(Collected data)
☆ ☆ ☆ ☆

#![allow(clippy::module_inception)]

use std::{fmt::Display, rc::Rc};

use crate::errors::errors::{Error, ErrorTip};

pub mod catalogue;
pub mod errors;
pub mod lexer;
pub mod macros;
pub mod operators;
pub mod reader;
pub mod values;

extern crate regex;

#[derive(Debug, Clone, PartialEq)]
pub struct Position(pub u32, pub Rc<String>);

impl Position {
    pub fn null() -> Self {
        Position(0, Rc::new(String::from("<null>")))
    }
}

impl Display for Position {
    fn fmt(&self, f: &mut std::fmt::Formatter<'_>) -> std::fmt::Result {
        write!(f, "{}:{}", self.1, self.0)
    }
}

#[derive(Debug, Clone, PartialEq)]
pub struct Span {
    pub start: Position,
    pub end: Position,
}

impl Span {
    pub fn len(&self) -> u32 {
        self.end.0 - self.start.0
    }

    pub fn is_empty(&self) -> bool {
        self.len() == 0
    }

    pub fn contains(&self, other: &Span) -> bool {
        self.start.0 <= other.start.0 && other.end.0 <= self.end.0
    }
}

/// Finds the line holding byte offset `position`, returning its 1-based
/// number, its text and the offset within it.
pub fn get_line_at_position(content: &str, position: u32) -> Option<(usize, String, usize)> {
    let pos = position as usize;
    let mut start = 0;
    let mut line_number = 1;

    for line in content.split_inclusive(['\n', '\r']) {
        let end = start + line.len();

        if (start..end).contains(&pos) {
            return Some((line_number, line.to_string(), pos - start));
        }

        start = end;
        line_number += 1;
    }

    None
}


pub fn display_error(error: &Error, source: &str) {
    /*
        error: message
        -> layout.gpl
           |
        20 | A:="abc
           | ----^
    */

    let position = error.get_position();

    if let ErrorTip::None = error.get_tip() {
        println!("Error: {}", error.get_error_name());
    } else {
        println!("Error: {} ({})", error.get_error_name(), error.get_tip());
    }
    println!("-> {}", position.1);

    let Some((line, line_text, line_pos)) = get_line_at_position(source, position.0) else {
        return;
    };

    let line_string = line.to_string();
    let padding = line_string.len() + 2;

    println!("{:>padding$}", "|");

    let (line_text_removed, removed_whitespace) = remove_starting_whitespace(&line_text);
    println!("{} | {}", line_string, line_text_removed.trim());

    let arrows = line_pos.saturating_sub(removed_whitespace) + 1;

    println!("{:>padding$} {:->arrows$}", "|", "^");
}

fn remove_starting_whitespace(string: &str) -> (String, usize) {
    let mut start = 0;
    for c in string.chars() {
        if c == ' ' || c == '\t' {
            start += 1;
        } else {
            break;
        }
    }

    (String::from(&string[start..]), start)
}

☆ ☆ ☆ ☆

§ **Task details**
Starting at the line above that holds "line_number += 1;" and ending at the line that holds "let position = error.get_position();", transcribe each line exactly and include no other lines.

§ **Solution to this problem**
        line_number += 1;
    }

    None
}


pub fn display_error(error: &Error, source: &str) {
    /*
        error: message
        -> layout.gpl
           |
        20 | A:="abc
           | ----^
    */

    let position = error.get_position();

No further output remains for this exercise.